Ryan’s Sharky Morning Cage Diving

Ready for Cage Diving

Dive day one started with a gorgeous sunrise in a cloudless sky. The sun poured through the porthole signalling that it was time to get into the cages. As I walked through the guest cabins and towards the common area I could hear the bustle of the crew on the fantail preparing bait and cage diving. The smell of breakfast wafting from the galley was a fantastic foreshadowing of the feat to come. But not yet, as Laura, Kristin, and I were scheduled to be in the first round of submersible cage diving for the day.



Guadalupe Island in the sunshine

The Bait is in the Water!

On the dive deck, a handful of guests were preparing their cameras and other gear. Crew members were assisting a few divers with their wetsuits and going over the last-minute safety reminders for cage diving. The shark wranglers stood at their stations with tuna chunks tied off onto long yellow nylon ropes. With a whoosh, the bait was momentarily airborne before it splashed down about 20’ off the stern. We all watched in anticipation from the dive deck and the higher party deck, straining for our first glimpse of the apex predators we’d travelled so far to see.


First Responders

At first, the tuna chunks were mobbed by smaller fish. We’d later learn that these fish were sardines and mackerel. They nibbled at the bait incessantly. Then suddenly they flew away in all directions like a confetti cannon of fish. That’s when a large yellow-tailed jack attacked the bait. This cycle of the mob then yellow-fin repeated for several minutes as the electrical and chemical signals of the feeding rang out through the water ringing the dinner bell for our true objective fish.



About 15 minutes from the time the first bait entered the water we heard a call of “Shark!” as a wrangler pulled on his bait line with practiced precision. The grey shape of a Great White, a male about 12’ in length, emerged under the bait line. It grew deceptively quickly in size and definition until the length of the shark breached the surface, jaws convulsing after the elusive bait, and then with a splash was gone again to the water. We all frantically scrambled to finish donning our gear and get into the cages for a front row seat to this spectacular event.


Into the Cages!

Suits, check; weights, check; masks, check; cameras, check; regulators, check! Into the water we dropped, one by one, filling the cages with divers and anticipation. Immediately we were rewarded with intense action from 5 different sharks. For about the next hour of they circled below, brushed the cages, and hunted the bait in spectacular fashion.
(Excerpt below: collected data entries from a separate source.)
/*!
dispatch.rs - from parsed arguments back to a call.

Flow:
  1. `collect`              clap matches -> ParsedArgs (path taken + raw values)
  2. `clear_internal_keys`  drop bookkeeping keys, expand the KEY=VALUE bucket
  3. `get_func_arguments`   declared params by position, extras by name
  4. `Endpoint::call`       result returned unchanged

Keys a signature does not declare are forwarded only when it declares a
`**kwargs`-style parameter; otherwise they are dropped (logged at debug).
The bucket is expanded once; a token whose key equals the bucket name is an
ordinary keyword afterwards.
*/

use anyhow::Result;
use clap::ArgMatches;
use serde_json::{Map, Value};

use crate::endpoint::{CallArgs, Endpoint};
use crate::error::EndpointError;
use crate::signature::Signature;
use crate::tree::{CommandNode, EndpointPath};

/// Bookkeeping keys that never reach a callable.
pub const INTERNAL_KEYS: &[&str] = &["__func__", "__endpoint__"];

/// Result of matching argv against the tree.
#[derive(Debug, Clone, Default, PartialEq)]
pub struct ParsedArgs {
    /// Subcommand segments actually taken.
    pub path: EndpointPath,
    /// Endpoint marker of the node reached, if it was registered.
    pub endpoint: Option<EndpointPath>,
    pub values: Map<String, Value>,
}

/// Walk the subcommand chain of `matches` and read the reached node's args.
pub fn collect(root: &CommandNode, matches: &ArgMatches) -> ParsedArgs {
    let mut node = root;
    let mut current = matches;
    let mut taken = Vec::new();
    while let Some((name, sub)) = current.subcommand() {
        let Some(child) = node.child(name) else {
            break;
        };
        taken.push(name.to_string());
        node = child;
        current = sub;
    }

    let values = node
        .args
        .iter()
        .map(|spec| (spec.id.clone(), spec.read(current)))
        .collect();

    ParsedArgs {
        path: EndpointPath::from_segments(taken),
        endpoint: node.endpoint.clone(),
        values,
    }
}

fn split_token(token: &str) -> Result<(String, Value), EndpointError> {
    let (key, value) = token
        .split_once('=')
        .ok_or_else(|| EndpointError::MalformedKeyValue(token.to_string()))?;
    Ok((key.to_string(), Value::String(value.to_string())))
}

/// Merge a keyword bucket (`["k=v", ...]` or `{k: v}`) into `into`.
fn expand_bucket(bucket: Value, into: &mut Map<String, Value>) -> Result<(), EndpointError> {
    match bucket {
        Value::Null => {}
        Value::Object(entries) => into.extend(entries),
        Value::Array(items) => {
            for item in items {
                let (k, v) = match item {
                    Value::String(token) => split_token(&token)?,
                    other => split_token(&other.to_string())?,
                };
                into.insert(k, v);
            }
        }
        Value::String(token) => {
            let (k, v) = split_token(&token)?;
            into.insert(k, v);
        }
        other => return Err(EndpointError::MalformedKeyValue(other.to_string())),
    }
    Ok(())
}

/// Strip bookkeeping keys and flatten the `bucket` entry into the map.
/// Expanded entries overwrite keys already present. Without a bucket the
/// map keeps every other key as-is.
pub fn clear_internal_keys(
    mut values: Map<String, Value>,
    bucket: Option<&str>,
) -> Result<Map<String, Value>, EndpointError> {
    for key in INTERNAL_KEYS {
        values.remove(*key);
    }
    if let Some(items) = bucket.and_then(|b| values.remove(b)) {
        expand_bucket(items, &mut values)?;
    }
    Ok(values)
}

/// Rebuild call arguments for `signature` from a flat value map.
///
/// Declared parameters fill positions in order until the first one missing;
/// after that gap they are passed by name. An entry named after the
/// `**kwargs` parameter is treated as its bucket and expanded.
pub fn get_func_arguments(
    signature: &Signature,
    values: Map<String, Value>,
) -> Result<CallArgs, EndpointError> {
    bind_arguments(signature, values, true)
}

fn bind_arguments(
    signature: &Signature,
    mut values: Map<String, Value>,
    expand: bool,
) -> Result<CallArgs, EndpointError> {
    for key in INTERNAL_KEYS {
        values.remove(*key);
    }

    let mut args = CallArgs::default();
    let mut contiguous = true;
    for param in signature.bindable() {
        match values.remove(&param.name) {
            Some(v) if contiguous => args.positional.push(v),
            Some(v) => {
                args.keywords.insert(param.name.clone(), v);
            }
            None => contiguous = false,
        }
    }

    match signature.var_keyword() {
        Some(var) => {
            if expand && let Some(bucket) = values.remove(&var.name) {
                expand_bucket(bucket, &mut args.keywords)?;
            }
            args.keywords.extend(values);
        }
        None if !values.is_empty() => {
            let dropped: Vec<&String> = values.keys().collect();
            tracing::debug!(
                endpoint = %signature.name,
                ?dropped,
                "dropping arguments the endpoint does not declare"
            );
        }
        None => {}
    }
    Ok(args)
}

/// Clean `values` and call `endpoint`, returning its result unchanged.
pub fn invoke(endpoint: &dyn Endpoint, values: Map<String, Value>) -> Result<Value> {
    let signature = endpoint.signature();
    let bucket = signature.var_keyword().map(|p| p.name.as_str());
    let values = clear_internal_keys(values, bucket)?;
    let args = bind_arguments(signature, values, false)?;
    tracing::debug!(
        endpoint = %signature.name,
        positional = args.positional.len(),
        keywords = args.keywords.len(),
        "invoking endpoint"
    );
    endpoint.call(args)
}

/// Dispatch parsed arguments to the callable bound at `parsed.path`.
pub fn dispatch(root: &CommandNode, parsed: ParsedArgs) -> Result<Value> {
    let node = root
        .find(&parsed.path)
        .ok_or_else(|| EndpointError::UnknownPath(parsed.path.to_string()))?;
    let Some(endpoint) = node.callable() else {
        return Err(EndpointError::UnrecognizedEndpoint(parsed.path.to_string()).into());
    };
    invoke(endpoint, parsed.values)
}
Hungry and Ready for the Tub

The two hours I spent cage diving went by in a flash (and a few GoPro batteries). Spent and hungry, I climbed out into the receptive arms of our competent dive masters. After dropping my gear and securing the cameras it was time for coffee and a dip in the hot tub to warm back up from the 68˚F water of Guadalupe Island. Breakfast, prepared perfectly by Felipe, was served on the upper deck with care by Osayuki so we could watch the wranglers work while we dined. With a warm body and a full belly, I took a nap in the sun while I waited for my next cage time and more adventures to come.